As well as the core team described in this page, we also have an extensive network of interested researchers spread around the University of Bristol.

Core academic staff

Iain Gilchrist

Prof. Iain Gilchrist (Co-director)

Iain is an experimental psychologist whose research is concerned with the link between vision and action. Vision provides information so that we can interact with the world. These interactions involve motor systems such as eye, arm, head, and whole body movements. One major focus of this work has been to understand how and why we move our eyes.

David Leslie

Professor David Leslie (Co-director)

David is a mathematician with interests including game theory, learning in games, reinforcement learning, stochastic optimisation, and Bayesian statistics. He is particularly interested in understanding decision-making processes through their relationship with statistical and machine learning procedures. David took his Chair as Professor in Mathematics and Statistics at Lancaster University in September 2014.  

Roland Baddeley

Dr Roland Baddeley

Roland is an experimental psychologist whose research interests include computer models in psychology, Bayesian modelling, eye movements, memory and forgetting, and motor learning.

Rafal Bogacz

Dr Rafal Bogacz

Rafal is a computer scientist.

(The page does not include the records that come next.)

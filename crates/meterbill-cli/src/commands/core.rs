//! Core command implementations and shared utilities
//!
//! This module contains:
//! - `open_db` - Shared utility to open the database
//! - `cmd_init` - Initialize the database
//! - `cmd_status` - Show database and registry status

use std::path::Path;

use anyhow::{Context, Result};
use meterbill_core::db::Database;

/// Open database with encryption by default, or unencrypted if --no-encrypt
pub fn open_db(db_path: &Path, no_encrypt: bool) -> Result<Database> {
    let path_str = db_path
        .to_str()
        .context("Database path is not valid UTF-8")?;
    if no_encrypt {
        Database::new_unencrypted(path_str).context("Failed to open database (unencrypted)")
    } else {
        Database::new(path_str).context("Failed to open database")
    }
}

pub fn cmd_init(db_path: &Path, no_encrypt: bool) -> Result<()> {
    println!("🔧 Initializing database at {}...", db_path.display());

    let _db = open_db(db_path, no_encrypt)?;

    if no_encrypt {
        println!("   ⚠️  Encryption: DISABLED (--no-encrypt)");
    } else {
        println!("   🔒 Encryption: ENABLED");
    }

    println!("✅ Database initialized successfully!");
    println!();
    println!("Next steps:");
    println!("  1. Register an apartment: meterbill apartment add \"Unit 12\" --chat 123456");
    println!("  2. Load tariffs: meterbill tariff import --file tariffs.csv");
    println!("  3. Submit a reading: meterbill reading submit -a 1 --meter cold --value 105,5");

    Ok(())
}

pub fn cmd_status(db_path: &Path, no_encrypt: bool) -> Result<()> {
    use meterbill_core::db::DB_KEY_ENV;
    use std::fs;

    println!();
    println!("📊 Meterbill Status");
    println!("   ─────────────────────────────────────────────────────────────");

    // Database path
    println!("   Database: {}", db_path.display());

    // Check if database file exists and get size
    if db_path.exists() {
        if let Ok(metadata) = fs::metadata(db_path) {
            let size_kb = metadata.len() as f64 / 1024.0;
            if size_kb < 1024.0 {
                println!("   Size: {:.1} KB", size_kb);
            } else {
                println!("   Size: {:.1} MB", size_kb / 1024.0);
            }
        }
    } else {
        println!("   Size: (database not initialized)");
    }

    // Check encryption status
    let has_key = std::env::var(DB_KEY_ENV).is_ok();
    if no_encrypt {
        println!("   ⚠️  Encryption: DISABLED (--no-encrypt)");
    } else if has_key {
        println!("   🔒 Encryption: ENABLED ({}=***)", DB_KEY_ENV);
    } else {
        println!("   ❌ Encryption: REQUIRED but {} not set", DB_KEY_ENV);
    }

    // Try to open the database and show registry counts
    if db_path.exists() {
        match open_db(db_path, no_encrypt) {
            Ok(db) => {
                let apartments = db.list_apartments()?;
                let tariffs = db.list_tariffs()?;
                let unbound = apartments.iter().filter(|a| a.chat_id.is_none()).count();

                println!();
                println!("   Apartments: {}", apartments.len());
                println!("   Tariff rows: {}", tariffs.len());
                if unbound > 0 {
                    println!(
                        "   ⚠️  {} apartment(s) have no chat bound; their bills cannot be delivered",
                        unbound
                    );
                }
            }
            Err(e) => {
                println!();
                println!("   ❌ Error opening database: {}", e);
                if !no_encrypt && !has_key {
                    println!("      Set {} or use --no-encrypt", DB_KEY_ENV);
                } else if has_key {
                    println!("      (Check if {} is correct)", DB_KEY_ENV);
                }
            }
        }
    }

    println!();
    Ok(())
}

His research focuses on computational models of decision-making in the mammalian brain. In particular, he investigates the mechanisms of reinforcement learning in the human brain, the role of synchronization between brain areas in decision-making, which computations are performed by the cortico-basal ganglia circuit during decision-making, and how the information processing in the basal ganglia is affected by Parkinson's disease. Rafal is now (2013) an Associate Professor at the University of Oxford.

Simon Farrell

Prof. Simon Farrell

Simon is an experimental psychologist, carrying out experiments on human beings guided by computational models. Research areas include working memory and episodic memory (particularly for order and time); modelling of decision-making; categorisation; investigation and analysis of serial correlations (1/f noise) in human cognition; and model selection issues. Simon returned to his home country of Australia in March 2014 and works at the University of Western Australia, Perth.

Casimir Ludwig

Dr Casimir Ludwig

Casimir is an experimental psychologist, interested in how motor systems deal with incoming sensory information to guide behaviour. Research to date has focused on the visual and oculomotor systems. He has recently acquired the capability of studying the role of vision in other motor behaviours (e.g. head movements, reaching and grasping, locomotion). The methods he uses include eye tracking, motion capture, visual psychophysics, and computational modelling.

John McNamara

Prof. John McNamara

John is a mathematician whose research interests lie in behavioural and evolutionary biology. His objective is to provide theoretical explanations of known phenomena and to motivate and steer the direction of new experiments. His work develops approaches, methods and modelling tools for the functional analysis of behaviour. These attempt to give a careful underpinning of the theoretical foundations of the field. In particular, he developed a general framework that exposes the logic of how individual actions contribute to lifetime reproductive success, and provides a common currency for actions. This framework also provides a natural way of building more realistic models of behaviour, allowing behaviour to depend on state and time. A consistent theme is that a holistic approach is both necessary to rigorously expose the logic and is essential to get realistic predictions; it is necessary to consider sequences of actions rather than individual actions in isolation, to derive game payoffs from other parts of the system rather than take them as externally defined, to consider how the existence of individual differences alters strategy sets and hence predictions, and so on.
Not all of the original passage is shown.